Invited by her ex-husband, Wioletta set off for the Island, knowing nothing more about it than the fact it was a place of beautiful landscapes and hosted a rock festival where Bob Dylan once played. Here her writing career really took off, living first in Wootton and later in Ryde, she completed her second novel ‘Accommodations’, adopted the pen name Wioletta Greg for her English translations and journeyed to literary events in Ukraine, Slovenia and the United States.
“The Island inspired me a lot. To this day I can still hear the buzz of car ferries and the hum of catamarans. I wrote many poems about it including Bezsenność w Ryde (Sleepless in Ryde) and a small collection entitled Notatnik z wyspy (Notes from an Island). Almost every Sunday I would go walking with my children, my dog Leo and a Chinese-born friend named Carroll, usually to Quarr Abbey. I remember seeing the red squirrels scampering through the trees – we have them in Poland too. I liked Shanklin Chine for its unusual atmosphere, although at first I didn’t understand what the word “chine” meant. I also used to walk along the shore to beautiful Seaview, coming up with quite a few book excerpts on the way to this village, as I like to write in my head while walking”.
After a decade on the Island, Wioletta decided to relocate to East Tilbury in 2016, before briefly returning to Ryde again in 2019. Today, whizzing through the East Sussex countryside, on a train to Lewes (Wioletta’s current home) there’s a lot to catch up on. Meeting over a Polish lunch she fills us in on her past few (eventful) years. “I had wanted to move to Hastings as I thought it would be easier for me to travel around as a writer, especially after the Booker Prize nomination when I was receiving a lot of invitations. By a strange coincidence, on the day I was supposed to sail to the Mainland the pandemic broke out and they were cancelling the ferries. With the help of my ex-husband I miraculously managed to get to Hastings one night but the apartment for which I had sent payment was not waiting for me. Someone had simply tricked me.”
“After many adventures and living in strange places I became homeless and ended up in a women’s shelter with my daughter. Eventually, I was rescued by Lewes Council, who gave me social housing a year ago for which I am very appreciative. I wrote a new book about these experiences called ‘Wilcza rzeka’ (Wolf River), published in 2021, which won the Majewska Award of the London-based Association of Polish Writers Abroad. I’m currently trying to find a publisher for the English translation”.
Meeting Wioletta again in the characterful surroundings of Lewes, we’re instantly reminded of her remarkable intelligence, perceptiveness and literary talent.
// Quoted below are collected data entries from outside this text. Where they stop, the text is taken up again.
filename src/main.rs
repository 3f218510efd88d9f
use clap::Parser;
use xuanming::client::ApiClient;
use xuanming::config::Cli;
use xuanming::ui;

#[tokio::main]
async fn main() -> Result<(), Box<dyn std::error::Error + Send + Sync>> {
    dotenvy::dotenv().ok();
    init_tracing();

    let cli = Cli::parse();
    let client = ApiClient::new(&cli.api_base);

    ui::run_tui(client)
}

// Logging goes to stderr and only when asked for; an unconditional
// subscriber would scribble over the inline viewport.
fn init_tracing() {
    if std::env::var_os("RUST_LOG").is_some() {
        tracing_subscriber::fmt()
            .with_env_filter(tracing_subscriber::EnvFilter::from_default_env())
            .with_writer(std::io::stderr)
            .init();
    }
}
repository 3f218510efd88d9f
//! In-process backend double for integration tests. Serves the same HTTP
//! surface the real service does, with a scripted chat stream so tests can
//! control chunk boundaries, delays and mid-body failures.

use axum::body::Body;
use axum::extract::{Path, State};
use axum::http::{header, StatusCode};
use axum::response::Response;
use axum::routing::{get, post, put};
use axum::{Json, Router};
use bytes::Bytes;
use std::io;
use std::sync::{Arc, Mutex};
use std::time::Duration;
use uuid::Uuid;
use xuanming::protocol::{
    ChatRequest, ConversationSummary, Role, SavePartialRequest, StoredMessage, TitleRequest,
};

/// One scripted step of the chat response body.
#[derive(Debug, Clone, Copy)]
pub enum Step {
    Chunk(&'static [u8]),
    Delay(u64),
    Fail,
}

pub struct MockState {
    script: Vec<Step>,
    saves: Mutex<Vec<String>>,
    conversations: Mutex<Vec<ConversationSummary>>,
    chat_messages: Mutex<Vec<String>>,
}

pub struct MockBackend {
    pub base_url: String,
    state: Arc<MockState>,
}

impl MockBackend {
    pub async fn start(script: Vec<Step>) -> MockBackend {
        let state = Arc::new(MockState {
            script,
            saves: Mutex::new(Vec::new()),
            conversations: Mutex::new(Vec::new()),
            chat_messages: Mutex::new(Vec::new()),
        });

        let router = Router::new()
            .route(
                "/api/conversations",
                post(create_conversation).get(list_conversations),
            )
            .route(
                "/api/conversations/:id",
                axum::routing::delete(delete_conversation),
            )
            .route("/api/conversations/:id/title", put(set_title))
            .route("/api/conversations/:id/messages", get(conversation_messages))
            .route("/api/conversations/:id/chat", post(chat))
            .route("/api/conversations/:id/save-partial", post(save_partial))
            .with_state(Arc::clone(&state));

        let listener = tokio::net::TcpListener::bind("127.0.0.1:0").await.unwrap();
        let addr = listener.local_addr().unwrap();
        tokio::spawn(async move {
            axum::serve(listener, router).await.unwrap();
        });

        MockBackend {
            base_url: format!("http://{}/api", addr),
            state,
        }
    }

    pub fn saves(&self) -> Vec<String> {
        self.state.saves.lock().unwrap().clone()
    }

    pub fn conversations(&self) -> Vec<ConversationSummary> {
        self.state.conversations.lock().unwrap().clone()
    }

    pub fn chat_messages(&self) -> Vec<String> {
        self.state.chat_messages.lock().unwrap().clone()
    }
}

async fn create_conversation(
    State(state): State<Arc<MockState>>,
) -> Json<ConversationSummary> {
    let summary = ConversationSummary {
        id: Uuid::new_v4().to_string(),
        title: "New conversation".to_string(),
    };
    state.conversations.lock().unwrap().push(summary.clone());
    Json(summary)
}

async fn list_conversations(
    State(state): State<Arc<MockState>>,
) -> Json<Vec<ConversationSummary>> {
    Json(state.conversations.lock().unwrap().clone())
}

async fn delete_conversation(
    State(state): State<Arc<MockState>>,
    Path(id): Path<String>,
) -> StatusCode {
    state
        .conversations
        .lock()
        .unwrap()
        .retain(|conv| conv.id != id);
    StatusCode::NO_CONTENT
}

async fn set_title(
    State(state): State<Arc<MockState>>,
    Path(id): Path<String>,
    Json(request): Json<TitleRequest>,
) -> StatusCode {
    let mut conversations = state.conversations.lock().unwrap();
    match conversations.iter_mut().find(|conv| conv.id == id) {
        Some(conv) => {
            conv.title = request.title;
            StatusCode::OK
        }
        None => StatusCode::NOT_FOUND,
    }
}

async fn conversation_messages(
    State(_state): State<Arc<MockState>>,
    Path(_id): Path<String>,
) -> Json<Vec<StoredMessage>> {
    Json(vec![
        StoredMessage {
            role: Role::User,
            content: "What does my chart say?".to_string(),
        },
        StoredMessage {
            role: Role::Assistant,
            content: "A promising season lies ahead.".to_string(),
        },
    ])
}

async fn chat(
    State(state): State<Arc<MockState>>,
    Path(_id): Path<String>,
    Json(request): Json<ChatRequest>,
) -> Response {
    state.chat_messages.lock().unwrap().push(request.message);

    let steps = state.script.clone();
    let stream = futures::stream::unfold(steps.into_iter(), |mut steps| async move {
        loop {
            match steps.next() {
                None => return None,
                Some(Step::Delay(ms)) => tokio::time::sleep(Duration::from_millis(ms)).await,
                Some(Step::Chunk(bytes)) => {
                    return Some((Ok::<Bytes, io::Error>(Bytes::from_static(bytes)), steps));
                }
                Some(Step::Fail) => {
                    return Some((
                        Err(io::Error::new(io::ErrorKind::ConnectionAborted, "scripted")),
                        steps,
                    ));
                }
            }
        }
    });

    Response::builder()
        .status(StatusCode::OK)
        .header(header::CONTENT_TYPE, "text/event-stream")
        .body(Body::from_stream(stream))
        .unwrap()
}

async fn save_partial(
    State(state): State<Arc<MockState>>,
    Path(_id): Path<String>,
    Json(request): Json<SavePartialRequest>,
) -> StatusCode {
    state.saves.lock().unwrap().push(request.content);
    StatusCode::OK
}
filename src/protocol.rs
use serde::{Deserialize, Serialize};

#[derive(Debug, Clone, PartialEq, Eq, Serialize, Deserialize)]
pub struct ConversationSummary {
    pub id: String,
    pub title: String,
}

#[derive(Debug, Clone, Copy, PartialEq, Eq, Serialize, Deserialize)]
#[serde(rename_all = "lowercase")]
pub enum Role {
    User,
    Assistant,
}

#[derive(Debug, Clone, PartialEq, Eq, Serialize, Deserialize)]
pub struct StoredMessage {
    pub role: Role,
    pub content: String,
}

#[derive(Debug, Serialize, Deserialize)]
pub struct ChatRequest {
    pub message: String,
}

#[derive(Debug, Serialize, Deserialize)]
pub struct TitleRequest {
    pub title: String,
}

#[derive(Debug, Serialize, Deserialize)]
pub struct SavePartialRequest {
    pub content: String,
}

/// One decoded event from the chat response stream. A single `data:` line
/// may carry several of these.
#[derive(Debug, Clone, PartialEq, Eq)]
pub enum StreamEvent {
    ContentDelta(String),
    TitleUpdate,
    ErrorMessage(String),
    Done,
}
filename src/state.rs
use crate::protocol::ConversationSummary;

/// Which conversation is active plus the cached sidebar list. Persistence
/// lives behind the backend; this only tracks what the UI needs between
/// refreshes.
#[derive(Debug, Default)]
pub struct ConversationState {
    active: Option<String>,
    conversations: Vec<ConversationSummary>,
}

impl ConversationState {
    pub fn active_id(&self) -> Option<&str> {
        self.active.as_deref()
    }

    pub fn set_active(&mut self, id: Option<String>) {
        self.active = id;
    }

    pub fn active_title(&self) -> Option<&str> {
        let active = self.active.as_deref()?;
        self.conversations
            .iter()
            .find(|conv| conv.id == active)
            .map(|conv| conv.title.as_str())
    }

    pub fn conversations(&self) -> &[ConversationSummary] {
        &self.conversations
    }

    pub fn set_conversations(&mut self, conversations: Vec<ConversationSummary>) {
        self.conversations = conversations;
    }

    /// Looks up a conversation by its 1-based position in the list, the way
    /// the `/open` and `/delete` commands address them.
    pub fn by_index(&self, index: usize) -> Option<&ConversationSummary> {
        if index == 0 {
            return None;
        }
        self.conversations.get(index - 1)
    }

    /// Clears the active id if it matches; used after a delete.
    pub fn clear_active_if(&mut self, id: &str) -> bool {
        if self.active.as_deref() == Some(id) {
            self.active = None;
            true
        } else {
            false
        }
    }
}
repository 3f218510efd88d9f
use clap::Parser;

/// Local development backend; deployments point `--api-base` or
/// `XUANMING_API_BASE` at the hosted endpoint.
pub const DEFAULT_API_BASE: &str = "http://localhost:5000/api";

#[derive(Debug, Parser)]
#[command(name = "xuanming", about = "Terminal chat client for the Xuanming assistant")]
pub struct Cli {
    /// Base URL of the backend API.
    #[arg(long, env = "XUANMING_API_BASE", default_value = DEFAULT_API_BASE)]
    pub api_base: String,
}
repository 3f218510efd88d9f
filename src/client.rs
use crate::protocol::{
    ChatRequest, ConversationSummary, SavePartialRequest, StoredMessage, TitleRequest,
};
use reqwest::Client as HttpClient;
use std::error::Error;

type ClientResult<T> = Result<T, Box<dyn Error + Send + Sync>>;

/// HTTP client for the conversation backend. All paths live under a single
/// base URL such as `http://localhost:5000/api`.
#[derive(Debug, Clone)]
pub struct ApiClient {
    base_url: String,
    http: HttpClient,
}

impl ApiClient {
    pub fn new(base_url: &str) -> Self {
        Self {
            base_url: normalize_base_url(base_url),
            http: HttpClient::new(),
        }
    }

    pub fn base_url(&self) -> &str {
        &self.base_url
    }

    pub async fn list_conversations(&self) -> ClientResult<Vec<ConversationSummary>> {
        let response = self
            .http
            .get(format!("{}/conversations", self.base_url))
            .send()
            .await?;
        let response = ensure_success(response, "list conversations").await?;
        Ok(response.json().await?)
    }

    pub async fn create_conversation(&self) -> ClientResult<ConversationSummary> {
        let response = self
            .http
            .post(format!("{}/conversations", self.base_url))
            .send()
            .await?;
        let response = ensure_success(response, "create conversation").await?;
        Ok(response.json().await?)
    }

    pub async fn delete_conversation(&self, id: &str) -> ClientResult<()> {
        let response = self
            .http
            .delete(format!("{}/conversations/{}", self.base_url, id))
            .send()
            .await?;
        ensure_success(response, "delete conversation").await?;
        Ok(())
    }

    pub async fn set_title(&self, id: &str, title: &str) -> ClientResult<()> {
        let request = TitleRequest {
            title: title.to_string(),
        };
        let response = self
            .http
            .put(format!("{}/conversations/{}/title", self.base_url, id))
            .json(&request)
            .send()
            .await?;
        ensure_success(response, "update title").await?;
        Ok(())
    }

    pub async fn conversation_messages(&self, id: &str) -> ClientResult<Vec<StoredMessage>> {
        let response = self
            .http
            .get(format!("{}/conversations/{}/messages", self.base_url, id))
            .send()
            .await?;
        let response = ensure_success(response, "load messages").await?;
        Ok(response.json().await?)
    }

    /// Opens the streaming chat response. The caller consumes the body with
    /// `bytes_stream()`; dropping the response aborts the request and the
    /// server stops generating once the connection closes.
    pub async fn open_chat_stream(
        &self,
        id: &str,
        message: &str,
    ) -> ClientResult<reqwest::Response> {
        let request = ChatRequest {
            message: message.to_string(),
        };
        let response = self
            .http
            .post(format!("{}/conversations/{}/chat", self.base_url, id))
            .json(&request)
            .send()
            .await?;
        ensure_success(response, "start chat").await
    }

    pub async fn save_partial(&self, id: &str, content: &str) -> ClientResult<()> {
        let request = SavePartialRequest {
            content: content.to_string(),
        };
        let response = self
            .http
            .post(format!("{}/conversations/{}/save-partial", self.base_url, id))
            .json(&request)
            .send()
            .await?;
        ensure_success(response, "save partial response").await?;
        Ok(())
    }
}

async fn ensure_success(
    response: reqwest::Response,
    what: &str,
) -> ClientResult<reqwest::Response> {
    if response.status().is_success() {
        return Ok(response);
    }
    let status = response.status();
    let body = response.text().await.unwrap_or_default();
    Err(format!("Failed to {}: {} - {}", what, status, body).into())
}

fn normalize_base_url(value: &str) -> String {
    value.trim_end_matches('/').to_string()
}
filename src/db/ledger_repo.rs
// src/db/ledger_repo.rs

use rust_decimal::Decimal;
use sqlx::{Executor, PgPool, Postgres};
use uuid::Uuid;

use crate::{
    common::error::AppError,
    models::ledger::{Sale, SaleEntry, Transaction, TransactionEntry, TransactionType},
};

/// Quantas linhas os históricos devolvem, no máximo.
pub const HISTORY_LIMIT: i64 = 500;

// Livro-razão: movimentações e vendas. Só INSERT e SELECT; nada aqui atualiza ou apaga.
#[derive(Clone)]
pub struct LedgerRepository {
    pool: PgPool,
}

impl LedgerRepository {
    pub fn new(pool: PgPool) -> Self {
        Self { pool }
    }

    pub async fn record_transaction<'e, E>(
        &self,
        executor: E,
        user_id: Uuid,
        medicine_id: Uuid,
        transaction_type: TransactionType,
        quantity: i32,
        notes: Option<&str>,
    ) -> Result<Transaction, AppError>
    where
        E: Executor<'e, Database = Postgres>,
    {
        let transaction = sqlx::query_as::<_, Transaction>(
            r#"
            INSERT INTO transactions (medicine_id, user_id, transaction_type, quantity, notes)
            VALUES ($1, $2, $3, $4, $5)
            RETURNING *
            "#,
        )
        .bind(medicine_id)
        .bind(user_id)
        .bind(transaction_type)
        .bind(quantity)
        .bind(notes)
        .fetch_one(executor)
        .await?;

        Ok(transaction)
    }

    pub async fn record_sale<'e, E>(
        &self,
        executor: E,
        user_id: Uuid,
        medicine_id: Uuid,
        quantity: i32,
        sale_price: Decimal,
        total_amount: Decimal,
        customer_name: Option<&str>,
        notes: Option<&str>,
    ) -> Result<Sale, AppError>
    where
        E: Executor<'e, Database = Postgres>,
    {
        let sale = sqlx::query_as::<_, Sale>(
            r#"
            INSERT INTO sales (medicine_id, user_id, quantity, sale_price, total_amount, customer_name, notes)
            VALUES ($1, $2, $3, $4, $5, $6, $7)
            RETURNING *
            "#,
        )
        .bind(medicine_id)
        .bind(user_id)
        .bind(quantity)
        .bind(sale_price)
        .bind(total_amount)
        .bind(customer_name)
        .bind(notes)
        .fetch_one(executor)
        .await?;

        Ok(sale)
    }

    // ---
    // Históricos
    // ---

    pub async fn list_transactions(&self, user_id: Uuid) -> Result<Vec<TransactionEntry>, AppError> {
        let entries = sqlx::query_as::<_, TransactionEntry>(
            r#"
            SELECT t.*, m.name AS medicine_name
            FROM transactions t
            JOIN medicines m ON m.id = t.medicine_id
            WHERE t.user_id = $1
            ORDER BY t.transaction_date DESC
            LIMIT $2
            "#,
        )
        .bind(user_id)
        .bind(HISTORY_LIMIT)
        .fetch_all(&self.pool)
        .await?;

        Ok(entries)
    }

    pub async fn list_sales(&self, user_id: Uuid) -> Result<Vec<SaleEntry>, AppError> {
        let entries = sqlx::query_as::<_, SaleEntry>(
            r#"
            SELECT s.*, m.name AS medicine_name
            FROM sales s
            JOIN medicines m ON m.id = s.medicine_id
            WHERE s.user_id = $1
            ORDER BY s.sale_date DESC
            LIMIT $2
            "#,
        )
        .bind(user_id)
        .bind(HISTORY_LIMIT)
        .fetch_all(&self.pool)
        .await?;

        Ok(entries)
    }

    pub async fn transactions_for_medicine(
        &self,
        user_id: Uuid,
        medicine_id: Uuid,
    ) -> Result<Vec<Transaction>, AppError> {
        let transactions = sqlx::query_as::<_, Transaction>(
            r#"
            SELECT * FROM transactions
            WHERE user_id = $1 AND medicine_id = $2
            ORDER BY transaction_date DESC
            "#,
        )
        .bind(user_id)
        .bind(medicine_id)
        .fetch_all(&self.pool)
        .await?;

        Ok(transactions)
    }

    pub async fn sales_for_medicine(&self, user_id: Uuid, medicine_id: Uuid) -> Result<Vec<Sale>, AppError> {
        let sales = sqlx::query_as::<_, Sale>(
            r#"
            SELECT * FROM sales
            WHERE user_id = $1 AND medicine_id = $2
            ORDER BY sale_date DESC
            "#,
        )
        .bind(user_id)
        .bind(medicine_id)
        .fetch_all(&self.pool)
        .await?;

        Ok(sales)
    }
}
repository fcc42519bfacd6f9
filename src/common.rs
pub mod db_utils;
pub mod error;
pub mod i18n;
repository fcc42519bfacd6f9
// src/models/ledger.rs

use std::str::FromStr;

use chrono::{DateTime, Utc};
use rust_decimal::Decimal;
use serde::{Deserialize, Serialize};
use sqlx::FromRow;
use utoipa::ToSchema;
use uuid::Uuid;

use crate::{common::error::AppError, models::medicine::Medicine};

#[derive(Debug, Clone, Copy, Serialize, Deserialize, sqlx::Type, PartialEq, Eq, ToSchema)]
#[sqlx(type_name = "transaction_type", rename_all = "lowercase")]
#[serde(rename_all = "lowercase")]
pub enum TransactionType {
    In,  // Vira "in"
    Out, // Vira "out"
}

// --- Movimentação (livro-razão, append-only) ---
#[derive(Debug, Clone, Serialize, Deserialize, FromRow, ToSchema)]
#[serde(rename_all = "camelCase")]
pub struct Transaction {
    pub id: Uuid,
    pub medicine_id: Uuid,
    pub user_id: Uuid,
    pub transaction_type: TransactionType,
    pub quantity: i32,
    pub notes: Option<String>,
    pub transaction_date: DateTime<Utc>,
}

// --- Venda (sempre acompanhada de uma movimentação "out") ---
#[derive(Debug, Clone, Serialize, Deserialize, FromRow, ToSchema)]
#[serde(rename_all = "camelCase")]
pub struct Sale {
    pub id: Uuid,
    pub medicine_id: Uuid,
    pub user_id: Uuid,
    pub quantity: i32,
    pub sale_price: Decimal,
    pub total_amount: Decimal,
    pub customer_name: Option<String>,
    pub notes: Option<String>,
    pub sale_date: DateTime<Utc>,
}

// Linhas do histórico, já com o nome do medicamento
#[derive(Debug, Clone, Serialize, FromRow, ToSchema)]
#[serde(rename_all = "camelCase")]
pub struct TransactionEntry {
    #[sqlx(flatten)]
    #[serde(flatten)]
    pub transaction: Transaction,
    pub medicine_name: String,
}

#[derive(Debug, Clone, Serialize, FromRow, ToSchema)]
#[serde(rename_all = "camelCase")]
pub struct SaleEntry {
    #[sqlx(flatten)]
    #[serde(flatten)]
    pub sale: Sale,
    pub medicine_name: String,
}

// --- Entradas já validadas ---

#[derive(Debug, Clone)]
pub struct StockReceipt {
    pub quantity: i32,
    pub note: Option<String>,
}

#[derive(Debug, Clone)]
pub struct SaleRequest {
    pub quantity: i32,
    /// Sem preço informado, vende pelo preço cadastrado.
    pub sale_price: Option<Decimal>,
    pub customer_name: Option<String>,
    pub note: Option<String>,
}

/// Verbo do endpoint programático de ajuste.
#[derive(Debug, Clone, Copy, PartialEq, Eq)]
pub enum StockAction {
    Add,
    Sell,
}

impl FromStr for StockAction {
    type Err = AppError;

    fn from_str(s: &str) -> Result<Self, Self::Err> {
        match s.trim().to_ascii_lowercase().as_str() {
            "add" => Ok(StockAction::Add),
            "sell" => Ok(StockAction::Sell),
            _ => Err(AppError::InvalidAction(s.to_string())),
        }
    }
}

// --- Resultados das operações ---

#[derive(Debug, Clone, Serialize, ToSchema)]
#[serde(rename_all = "camelCase")]
pub struct StockChange {
    pub medicine: Medicine,
    pub transaction: Transaction,
}

#[derive(Debug, Clone, Serialize, ToSchema)]
#[serde(rename_all = "camelCase")]
pub struct SaleReceipt {
    pub medicine: Medicine,
    pub sale: Sale,
    pub transaction: Transaction,
}

#[derive(Debug, Clone, Serialize, ToSchema)]
#[serde(rename_all = "camelCase")]
pub struct StockAdjustment {
    pub medicine: Medicine,
    pub transaction: Transaction,
    pub sale: Option<Sale>,
}

impl From<StockChange> for StockAdjustment {
    fn from(change: StockChange) -> Self {
        Self { medicine: change.medicine, transaction: change.transaction, sale: None }
    }
}

impl From<SaleReceipt> for StockAdjustment {
    fn from(receipt: SaleReceipt) -> Self {
        Self { medicine: receipt.medicine, transaction: receipt.transaction, sale: Some(receipt.sale) }
    }
}
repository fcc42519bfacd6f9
// src/config.rs

use std::{env, time::Duration};

use anyhow::Context;
use sqlx::{postgres::PgPoolOptions, PgPool};

use crate::{
    common::i18n::I18nStore,
    db::{DashboardRepository, ExpiryRepository, LedgerRepository, MedicineRepository, UserRepository},
    services::{
        alert_service::AlertService, auth::AuthService, expiry_service::ExpiryService,
        ledger_service::LedgerService, medicine_service::MedicineService,
    },
};

const DEFAULT_BIND_ADDR: &str = "0.0.0.0:3000";
const DEFAULT_MAX_CONNECTIONS: u32 = 5;
const DEFAULT_JWT_TTL_DAYS: i64 = 7;

// Configuração lida do ambiente (.env é carregado antes, se existir)
#[derive(Debug, Clone)]
pub struct Config {
    pub database_url: String,
    pub jwt_secret: String,
    pub bind_addr: String,
    pub max_connections: u32,
    pub jwt_ttl_days: i64,
}

impl Config {
    pub fn from_env() -> anyhow::Result<Self> {
        dotenvy::dotenv().ok();
        Self::from_lookup(|key| env::var(key).ok())
    }

    /// Monta a configuração a partir de qualquer fonte chave → valor.
    pub fn from_lookup<F>(lookup: F) -> anyhow::Result<Self>
    where
        F: Fn(&str) -> Option<String>,
    {
        let database_url = lookup("DATABASE_URL").context("DATABASE_URL deve ser definida")?;
        let jwt_secret = lookup("JWT_SECRET").context("JWT_SECRET deve ser definido")?;

        let bind_addr = lookup("BIND_ADDR").unwrap_or_else(|| DEFAULT_BIND_ADDR.to_string());

        let max_connections = match lookup("DATABASE_MAX_CONNECTIONS") {
            Some(raw) => raw
                .parse()
                .with_context(|| format!("DATABASE_MAX_CONNECTIONS inválido: {raw}"))?,
            None => DEFAULT_MAX_CONNECTIONS,
        };

        let jwt_ttl_days = match lookup("JWT_TTL_DAYS") {
            Some(raw) => raw.parse().with_context(|| format!("JWT_TTL_DAYS inválido: {raw}"))?,
            None => DEFAULT_JWT_TTL_DAYS,
        };

        Ok(Self { database_url, jwt_secret, bind_addr, max_connections, jwt_ttl_days })
    }
}

#[derive(Clone)]
pub struct AppState {
    pub db_pool: PgPool,
    pub config: Config,
    pub i18n_store: I18nStore,

    pub auth_service: AuthService,
    pub medicine_service: MedicineService,
    pub ledger_service: LedgerService,
    pub expiry_service: ExpiryService,
    pub alert_service: AlertService,
}

impl AppState {
    pub async fn new(config: Config) -> anyhow::Result<Self> {
        // Conecta ao banco de dados, usando '?' para propagar erros
        let db_pool = PgPoolOptions::new()
            .max_connections(config.max_connections)
            .acquire_timeout(Duration::from_secs(3))
            .connect(&config.database_url)
            .await?;

        tracing::info!("✅ Conexão com o banco de dados estabelecida com sucesso!");

        Ok(Self::with_pool(db_pool, config))
    }

    // --- Monta o grafo de dependências ---
    pub fn with_pool(db_pool: PgPool, config: Config) -> Self {
        let user_repo = UserRepository::new(db_pool.clone());
        let medicine_repo = MedicineRepository::new(db_pool.clone());
        let ledger_repo = LedgerRepository::new(db_pool.clone());
        let expiry_repo = ExpiryRepository::new(db_pool.clone());
        let dashboard_repo = DashboardRepository::new(db_pool.clone());

        let auth_service = AuthService::new(user_repo, config.jwt_secret.clone(), config.jwt_ttl_days);
        let medicine_service = MedicineService::new(medicine_repo.clone(), ledger_repo.clone());
        let ledger_service = LedgerService::new(medicine_repo.clone(), ledger_repo);
        let expiry_service = ExpiryService::new(expiry_repo);
        let alert_service = AlertService::new(medicine_repo, dashboard_repo);

        Self {
            db_pool,
            config,
            i18n_store: I18nStore::new(),
            auth_service,
            medicine_service,
            ledger_service,
            expiry_service,
            alert_service,
        }
    }
}

#[cfg(test)]
mod tests {
    use super::*;
    use std::collections::HashMap;

    fn lookup(vars: &[(&str, &str)]) -> impl Fn(&str) -> Option<String> {
        let map: HashMap<String, String> =
            vars.iter().map(|(k, v)| (k.to_string(), v.to_string())).collect();
        move |key| map.get(key).cloned()
    }

    #[test]
    fn defaults_apply_when_optional_vars_are_missing() {
        let config = Config::from_lookup(lookup(&[
            ("DATABASE_URL", "postgres://localhost/pharmacy"),
            ("JWT_SECRET", "segredo"),
        ]))
        .unwrap();

        assert_eq!(config.bind_addr, "0.0.0.0:3000");
        assert_eq!(config.max_connections, 5);
        assert_eq!(config.jwt_ttl_days, 7);
    }

    #[test]
    fn required_vars_are_enforced() {
        let err = Config::from_lookup(lookup(&[("JWT_SECRET", "segredo")])).unwrap_err();
        assert!(err.to_string().contains("DATABASE_URL"));

        let err = Config::from_lookup(lookup(&[("DATABASE_URL", "postgres://x")])).unwrap_err();
        assert!(err.to_string().contains("JWT_SECRET"));
    }

    #[test]
    fn overrides_are_parsed() {
        let config = Config::from_lookup(lookup(&[
            ("DATABASE_URL", "postgres://x"),
            ("JWT_SECRET", "s"),
            ("BIND_ADDR", "127.0.0.1:8080"),
            ("DATABASE_MAX_CONNECTIONS", "20"),
            ("JWT_TTL_DAYS", "1"),
        ]))
        .unwrap();
        assert_eq!(config.bind_addr, "127.0.0.1:8080");
        assert_eq!(config.max_connections, 20);
        assert_eq!(config.jwt_ttl_days, 1);

        assert!(Config::from_lookup(lookup(&[
            ("DATABASE_URL", "postgres://x"),
            ("JWT_SECRET", "s"),
            ("DATABASE_MAX_CONNECTIONS", "muitas"),
        ]))
        .is_err());
    }
}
As always, she continues to write her poetic, realistic prose, inspired by other writers including Angela Carter, Margaret Atwood and the Nobel Prize winning Polish author Olga Tokarczuk. Even though she’s been battling with the effects of long Covid (which forced her to turn down a literary residency in Baghdad), she has recently finished advising and providing support on a new book by Warsaw-based writer Maciej Hen (who is also now her significant other). Plus, Wioletta hints that she has a new novel of her own on the way very soon, “but for now” she says “let’s leave it as a mystery what my next book will be about”.
The English language version of Wioletta’s book ‘Swallowing Mercury’ is available to buy from Medina Books in Cowes and to order from Babushka Books in Shanklin.